## Activity
Show each line of the entries below in which the word "value" appears.
[[ Supplied records, beginning ]]
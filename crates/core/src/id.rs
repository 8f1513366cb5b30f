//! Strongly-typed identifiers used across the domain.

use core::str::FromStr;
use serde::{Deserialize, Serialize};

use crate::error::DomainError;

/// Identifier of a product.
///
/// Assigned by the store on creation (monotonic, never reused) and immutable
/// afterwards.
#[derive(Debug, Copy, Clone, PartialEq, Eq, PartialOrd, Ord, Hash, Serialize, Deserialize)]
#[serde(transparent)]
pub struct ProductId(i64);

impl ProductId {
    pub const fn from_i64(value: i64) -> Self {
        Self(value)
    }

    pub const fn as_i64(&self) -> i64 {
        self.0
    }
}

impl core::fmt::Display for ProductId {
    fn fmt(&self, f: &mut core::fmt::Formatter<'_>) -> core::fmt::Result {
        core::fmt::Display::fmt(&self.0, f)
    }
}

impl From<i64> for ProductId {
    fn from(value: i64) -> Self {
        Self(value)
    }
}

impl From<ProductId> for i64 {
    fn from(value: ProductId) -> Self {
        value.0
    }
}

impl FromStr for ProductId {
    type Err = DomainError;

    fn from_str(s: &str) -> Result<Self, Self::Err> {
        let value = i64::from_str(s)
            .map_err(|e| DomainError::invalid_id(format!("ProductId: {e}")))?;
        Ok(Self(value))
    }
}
[[ Supplied records, end ]]
## Problem solution
    pub const fn from_i64(value: i64) -> Self {
        Self(value)
    fn from(value: i64) -> Self {
        Self(value)
    fn from(value: ProductId) -> Self {
        value.0
        let value = i64::from_str(s)
        Ok(Self(value))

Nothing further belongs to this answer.